GPU: Radeon RX 6750 XT
RAM: G.Skill 2666 MhZ, 16 gigs DDR4 (F4-2666C19-8GNT x2 in slots 3 and 4)
Storage:
    OS Drive (C: SPCC M.2 PCIE SSD (2TB size, 482GB in use)
Secondary drive (G: PNY CS900 240G SSD (30.8GB in use; this mostly stores backups and some games that are very disk intensive)
    Bulk Storage (E: WD Black 4tb drive, currently disconnected. Mostly stores games and media files.
sorry for putting it in a code block, emotes were popping up

i also have some external PCIe devices, an elgato HD60 Pro and a USB 3.0 hub, but both of those have been for the most part removed from the system since troubleshooting began a couple weeks ago

A little confused about the PSU situation. Why did you replace one low-quality PSU with another one?
hard up for cash r/n and actually between jobs. i figured EVGA's been in the game for a long time though, a bit more of a trusted name than Apevia etc and the likelihood of having 2 PSUs broken in the same exact way sounds pretty low, though apparently it's happened to a few people here over the years?

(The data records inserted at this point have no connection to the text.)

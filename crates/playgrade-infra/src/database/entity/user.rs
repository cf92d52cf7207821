//! User entity for SeaORM.

use sea_orm::entity::prelude::*;

#[derive(Clone, Debug, PartialEq, Eq, DeriveEntityModel)]
#[sea_orm(table_name = "users")]
pub struct Model {
    #[sea_orm(primary_key)]
    pub user_id: i32,
    #[sea_orm(unique)]
    pub username: String,
    #[sea_orm(unique)]
    pub email: String,
    pub password_hash: String,
    pub is_admin: bool,
    pub profile_picture: Option<String>,
    pub created_at: DateTimeWithTimeZone,
}

#[derive(Copy, Clone, Debug, EnumIter, DeriveRelation)]
pub enum Relation {
    #[sea_orm(has_many = "super::post::Entity")]
    Post,
    #[sea_orm(has_many = "super::reply::Entity")]
    Reply,
}

impl Related<super::post::Entity> for Entity {
    fn to() -> RelationDef {
        Relation::Post.def()
    }
}

impl Related<super::reply::Entity> for Entity {
    fn to() -> RelationDef {
        Relation::Reply.def()
    }
}

impl ActiveModelBehavior for ActiveModel {}

/// Conversion from SeaORM Model to Domain User.
impl From<Model> for playgrade_core::domain::User {
    fn from(model: Model) -> Self {
        Self {
            id: model.user_id,
            username: model.username,
            email: model.email,
            password_hash: model.password_hash,
            is_admin: model.is_admin,
            profile_picture: model.profile_picture,
            created_at: model.created_at.into(),
        }
    }
}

I don't have access to a multimeter to test the thing properly. should i get in touch with a shop, see if they can test the new PSU and possibly RMA mine?
 

DSzymborski

Curmudgeon Pursuivant
Moderator
EVGA sells some good quality PSUs. This isn't one of them. The W1 series would be the worst product ever released by EVGA if the N1 series of PSUs didn't exist. It's not broken; it's simply dirt-cheap, group-regulated junk that should never be turned on with the hardware of a modern gaming PC, even a budget one. There's nothing to test and most local PC shops aren't going to have a load tester and oscilloscope. A multimeter does nothing here as it doesn't measure voltage regulation and ripple on load. An RMA, if accepted, would just result in you having another identical inappropriate PSU that needs to be replaced. This is a problem if you *weren't* having these random crashes.

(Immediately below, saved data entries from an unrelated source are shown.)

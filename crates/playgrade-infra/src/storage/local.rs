//! Filesystem-backed image store.

use std::path::PathBuf;

use async_trait::async_trait;
use uuid::Uuid;

use playgrade_core::ports::{ImageStore, StorageError};

/// URL prefix under which stored files are served.
pub const UPLOADS_URL_PREFIX: &str = "/uploads/";

/// Stores images as flat files in one directory.
pub struct LocalImageStore {
    root: PathBuf,
}

impl LocalImageStore {
    /// Use `root` as the upload directory, creating it if needed.
    pub async fn new(root: impl Into<PathBuf>) -> Result<Self, StorageError> {
        let root = root.into();
        tokio::fs::create_dir_all(&root)
            .await
            .map_err(|e| StorageError::Io(e.to_string()))?;

        tracing::info!(upload_dir = %root.display(), "Image store ready");
        Ok(Self { root })
    }

    /// Resolve a bare file name inside the root, refusing anything that
    /// could escape it.
    fn resolve(&self, filename: &str) -> Result<PathBuf, StorageError> {
        let valid = !filename.is_empty()
            && !filename.starts_with('.')
            && !filename.contains(['/', '\\'])
            && !filename.contains("..");
        if !valid {
            return Err(StorageError::InvalidName);
        }
        Ok(self.root.join(filename))
    }
}

#[async_trait]
impl ImageStore for LocalImageStore {
    async fn save(&self, extension: &str, bytes: &[u8]) -> Result<String, StorageError> {
        let filename = format!("{}.{}", Uuid::new_v4().simple(), extension);
        let path = self.resolve(&filename)?;

        tokio::fs::write(&path, bytes)
            .await
            .map_err(|e| StorageError::Io(e.to_string()))?;

        tracing::debug!(file = %filename, size = bytes.len(), "Stored image");
        Ok(format!("{UPLOADS_URL_PREFIX}{filename}"))
    }

    async fn open(&self, filename: &str) -> Result<Vec<u8>, StorageError> {
        let path = self.resolve(filename)?;

        match tokio::fs::read(&path).await {
            Ok(bytes) => Ok(bytes),
            Err(e) if e.kind() == std::io::ErrorKind::NotFound => Err(StorageError::NotFound),
            Err(e) => Err(StorageError::Io(e.to_string())),
        }
    }

    async fn remove(&self, url: &str) -> Result<(), StorageError> {
        let filename = url.rsplit('/').next().unwrap_or_default();
        let path = self.resolve(filename)?;

        match tokio::fs::remove_file(&path).await {
            Ok(()) => {
                tracing::debug!(file = %filename, "Removed image");
                Ok(())
            }
            Err(e) if e.kind() == std::io::ErrorKind::NotFound => Ok(()),
            Err(e) => Err(StorageError::Io(e.to_string())),
        }
    }
}
#[async_trait]
impl ReplyRepository for InMemoryStore {
    async fn create(&self, new_reply: NewReply) -> Result<Reply, RepoError> {
        let mut tables = self.tables.write().await;

        if !tables.users.contains_key(&new_reply.replier_id) {
            return Err(RepoError::NotFound);
        }
        let parent = tables
            .posts
            .get_mut(&new_reply.post_id)
            .ok_or(RepoError::NotFound)?;
        parent.reply_count += 1;

        let id = next_id(&mut tables.last_reply_id);
        let reply = Reply {
            id,
            post_id: new_reply.post_id,
            replier_id: new_reply.replier_id,
            body: new_reply.body,
            image_url: new_reply.image_url,
            like_count: 0,
            created_at: Utc::now(),
        };
        tables.replies.insert(id, reply.clone());
        Ok(reply)
    }

    async fn delete(&self, id: i32) -> Result<(), RepoError> {
        let mut tables = self.tables.write().await;

        let reply = tables.remove_reply(id).ok_or(RepoError::NotFound)?;
        if let Some(parent) = tables.posts.get_mut(&reply.post_id) {
            parent.reply_count = (parent.reply_count - 1).max(0);
        }
        Ok(())
    }

    async fn list_for_post(
        &self,
        post_id: i32,
        viewer: Option<i32>,
    ) -> Result<Vec<ReplyView>, RepoError> {
        let tables = self.tables.read().await;

        let mut replies: Vec<&Reply> = tables
            .replies
            .values()
            .filter(|r| r.post_id == post_id)
            .collect();
        replies.sort_by(|a, b| a.created_at.cmp(&b.created_at).then(a.id.cmp(&b.id)));

        Ok(replies
            .into_iter()
            .filter_map(|reply| {
                let author = tables.users.get(&reply.replier_id)?;
                Some(ReplyView {
                    reply: reply.clone(),
                    username: author.username.clone(),
                    profile_picture: author.profile_picture.clone(),
                    liked: tables.liked(viewer, LikeTarget::Reply(reply.id)),
                })
            })
            .collect())
    }
}

// ---------------------------------------------------------------------------
// Likes and follows
// ---------------------------------------------------------------------------

#[async_trait]
impl LikeRepository for InMemoryStore {
    async fn like(&self, user_id: i32, target: LikeTarget) -> Result<(), RepoError> {
        let mut tables = self.tables.write().await;

        if tables.like_count_mut(target).is_none() {
            return Err(RepoError::NotFound);
        }
        if !tables.likes.insert((user_id, target)) {
            return Err(RepoError::Constraint(format!(
                "{} already liked",
                target.entity_name()
            )));
        }
        if let Some(count) = tables.like_count_mut(target) {
            *count += 1;
        }
        Ok(())
    }

    async fn unlike(&self, user_id: i32, target: LikeTarget) -> Result<(), RepoError> {
        let mut tables = self.tables.write().await;

        if !tables.likes.remove(&(user_id, target)) {
            return Err(RepoError::NotFound);
        }
        if let Some(count) = tables.like_count_mut(target) {
            *count = (*count - 1).max(0);
        }
        Ok(())
    }
}

#[async_trait]
impl FollowRepository for InMemoryStore {
    async fn follow(&self, follower_id: i32, followee_id: i32) -> Result<(), RepoError> {
        let mut tables = self.tables.write().await;

        if !tables.users.contains_key(&followee_id) {
            return Err(RepoError::NotFound);
        }
        if !tables.follows.insert((follower_id, followee_id)) {
            return Err(RepoError::Constraint("Already following".to_string()));
        }
        Ok(())
    }

    async fn unfollow(&self, follower_id: i32, followee_id: i32) -> Result<(), RepoError> {
        let mut tables = self.tables.write().await;

        if tables.follows.remove(&(follower_id, followee_id)) {
            Ok(())
        } else {
            Err(RepoError::NotFound)
        }
    }

    async fn is_following(&self, follower_id: i32, followee_id: i32) -> Result<bool, RepoError> {
        let tables = self.tables.read().await;
        Ok(tables.follows.contains(&(follower_id, followee_id)))
    }
}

I understand that budgets are an issue, but it's way more economical to buy a quality PSU once rather than a junk PSU two or three or four times (and possibly new components). You have crashes that suggest a power issue and a really poor quality PSU. It may not be the direct cause of the problem, but the first thing to do in a situation like is to get a junk power source out of the mix.
 
  • Like
Reactions: MelodicCodes
Apr 17, 2024
3
0
10
EVGA sells some good quality PSUs. This isn't one of them. The W1 series would be the worst product ever released by EVGA if the N1 series of PSUs didn't exist. It's not broken; it's simply dirt-cheap, group-regulated junk that should never be turned on with the hardware of a modern gaming PC, even a budget one. There's nothing to test and most local PC shops aren't going to have a load tester and oscilloscope. A multimeter does nothing here as it doesn't measure voltage regulation and ripple on load. An RMA, if accepted, would just result in you having another identical inappropriate PSU that needs to be replaced. This is a problem if you *weren't* having these random crashes.

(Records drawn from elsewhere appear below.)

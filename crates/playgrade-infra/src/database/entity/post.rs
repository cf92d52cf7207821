//! Post entity for SeaORM.

use sea_orm::Set;
use sea_orm::entity::prelude::*;

use playgrade_core::domain::Category;

/// Single-letter category code as stored in `posts.category`.
#[derive(Clone, Copy, Debug, PartialEq, Eq, EnumIter, DeriveActiveEnum)]
#[sea_orm(rs_type = "String", db_type = "String(StringLen::N(1))")]
pub enum CategoryCode {
    #[sea_orm(string_value = "G")]
    Games,
    #[sea_orm(string_value = "F")]
    FilmTv,
    #[sea_orm(string_value = "M")]
    Music,
}

impl From<Category> for CategoryCode {
    fn from(category: Category) -> Self {
        match category {
            Category::Games => CategoryCode::Games,
            Category::FilmTv => CategoryCode::FilmTv,
            Category::Music => CategoryCode::Music,
        }
    }
}

impl From<CategoryCode> for Category {
    fn from(code: CategoryCode) -> Self {
        match code {
            CategoryCode::Games => Category::Games,
            CategoryCode::FilmTv => Category::FilmTv,
            CategoryCode::Music => Category::Music,
        }
    }
}

#[derive(Clone, Debug, PartialEq, Eq, DeriveEntityModel)]
#[sea_orm(table_name = "posts")]
pub struct Model {
    #[sea_orm(primary_key)]
    pub post_id: i32,
    pub poster_id: i32,
    pub title: String,
    pub body: String,
    pub category: CategoryCode,
    pub image_url: Option<String>,
    pub like_count: i32,
    pub reply_count: i32,
    pub created_at: DateTimeWithTimeZone,
}

#[derive(Copy, Clone, Debug, EnumIter, DeriveRelation)]
pub enum Relation {
    #[sea_orm(
        belongs_to = "super::user::Entity",
        from = "Column::PosterId",
        to = "super::user::Column::UserId",
        on_update = "Cascade",
        on_delete = "Cascade"
    )]
    User,
    #[sea_orm(has_many = "super::reply::Entity")]
    Reply,
}

impl Related<super::user::Entity> for Entity {
    fn to() -> RelationDef {
        Relation::User.def()
    }
}

impl Related<super::reply::Entity> for Entity {
    fn to() -> RelationDef {
        Relation::Reply.def()
    }
}

impl ActiveModelBehavior for ActiveModel {}

/// Conversion from SeaORM Model to Domain Post.
impl From<Model> for playgrade_core::domain::Post {
    fn from(model: Model) -> Self {
        Self {
            id: model.post_id,
            poster_id: model.poster_id,
            title: model.title,
            body: model.body,
            category: model.category.into(),
            image_url: model.image_url,
            like_count: model.like_count,
            reply_count: model.reply_count,
            created_at: model.created_at.into(),
        }
    }
}

/// Insert model for a new post; id, counters and timestamp come from the database.
impl From<playgrade_core::domain::NewPost> for ActiveModel {
    fn from(post: playgrade_core::domain::NewPost) -> Self {
        Self {
            poster_id: Set(post.poster_id),
            title: Set(post.title),
            body: Set(post.body),
            category: Set(post.category.into()),
            image_url: Set(post.image_url),
            ..Default::default()
        }
    }
}
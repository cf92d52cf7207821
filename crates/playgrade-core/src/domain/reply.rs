use chrono::{DateTime, Utc};
use serde::{Deserialize, Serialize};

use super::post::validate_body;
use crate::error::DomainError;

/// Reply entity - a short answer attached to a post.
#[derive(Debug, Clone, Serialize, Deserialize)]
pub struct Reply {
    pub id: i32,
    pub post_id: i32,
    pub replier_id: i32,
    pub body: String,
    pub image_url: Option<String>,
    pub like_count: i32,
    pub created_at: DateTime<Utc>,
}

#[derive(Debug, Clone)]
pub struct NewReply {
    pub post_id: i32,
    pub replier_id: i32,
    pub body: String,
    pub image_url: Option<String>,
}

impl NewReply {
    pub fn new(post_id: i32, replier_id: i32, body: String) -> Result<Self, DomainError> {
        if body.trim().is_empty() {
            return Err(DomainError::validation("Post ID and body are required"));
        }
        validate_body(&body)?;

        Ok(Self {
            post_id,
            replier_id,
            body,
            image_url: None,
        })
    }

    pub fn with_image(mut self, image_url: Option<String>) -> Self {
        self.image_url = image_url;
        self
    }
}

/// A reply joined with its author and the caller's like state.
#[derive(Debug, Clone, Serialize, Deserialize)]
pub struct ReplyView {
    pub reply: Reply,
    pub username: String,
    pub profile_picture: Option<String>,
    pub liked: bool,
}
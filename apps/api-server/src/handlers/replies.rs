//! Reply handlers.

use actix_multipart::Multipart;
use actix_web::{HttpResponse, web};

use playgrade_core::{DomainError, RepoError};
use playgrade_core::domain::NewReply;
use playgrade_shared::dto::{CreateReplyResponse, MessageResponse};

use super::form::{UploadForm, store_image};
use crate::middleware::auth::Identity;
use crate::middleware::error::{AppError, AppResult};
use crate::state::AppState;

/// POST /replies
pub async fn create_reply(
    state: web::Data<AppState>,
    identity: Identity,
    payload: Multipart,
) -> AppResult<HttpResponse> {
    let mut form = UploadForm::read(payload, state.max_upload_bytes).await?;

    let (Some(post_id), Some(body)) = (form.text("post_id"), form.text("body")) else {
        return Err(AppError::bad_request("Post ID and body are required"));
    };
    let post_id: i32 = post_id
        .parse()
        .map_err(|_| AppError::bad_request("Invalid post ID"))?;
    let new_reply = NewReply::new(post_id, identity.user_id, body.to_string())?;

    // Older clients send the file as `image_url`.
    let file = form
        .take_file("image")
        .or_else(|| form.take_file("image_url"));

    let image_url = match &file {
        Some(file) => Some(store_image(&state, file).await?),
        None => None,
    };

    let reply = match state
        .replies
        .create(new_reply.with_image(image_url.clone()))
        .await
    {
        Ok(reply) => reply,
        Err(e) => {
            state.discard_images(image_url).await;
            return Err(match e {
                RepoError::NotFound => AppError::not_found("Post not found"),
                other => other.into(),
            });
        }
    };

    tracing::info!(reply_id = reply.id, post_id = reply.post_id, "Reply created");

    Ok(HttpResponse::Created().json(CreateReplyResponse {
        message: "Reply created successfully".to_string(),
        reply_id: reply.id,
    }))
}

/// DELETE /replies/{id}
pub async fn delete_reply(
    state: web::Data<AppState>,
    identity: Identity,
    path: web::Path<i32>,
) -> AppResult<HttpResponse> {
    let reply_id = path.into_inner();
    let reply = state
        .replies
        .find_by_id(reply_id)
        .await?
        .ok_or(DomainError::NotFound {
            entity_type: "Reply",
            id: reply_id,
        })?;
    identity.actor().authorize(reply.replier_id)?;

    state.replies.delete(reply.id).await?;
    state.discard_images(reply.image_url).await;

    tracing::info!(reply_id = reply.id, deleted_by = identity.user_id, "Reply deleted");

    Ok(HttpResponse::Ok().json(MessageResponse::new("Reply deleted successfully")))
}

I understand that budgets are an issue, but it's way more economical to buy a quality PSU once rather than a junk PSU two or three or four times (and possibly new components). You have crashes that suggest a power issue and a really poor quality PSU. It may not be the direct cause of the problem, but the first thing to do in a situation like is to get a junk power source out of the mix.
that bad of a product, huh? hmm. when i have the budget available for a fresh PSU again i'll try another, higher quality replacement then, with a bit more research.

if i keep crashing after that i'll run the same diagnostics on memory, OS storage, RAM and CPU and if i get no luck i'll bump this probably.

what would you recommend i shoot for, going for a 700-800w supply?
 
that bad of a product, huh? hmm. when i have the budget available for a fresh PSU again i'll try another, higher quality replacement then, with a bit more research.

if i keep crashing after that i'll run the same diagnostics on memory, OS storage, RAM and CPU and if i get no luck i'll bump this probably.

what would you recommend i shoot for, going for a 700-800w supply?
Corsair RM750e is usually decently priced.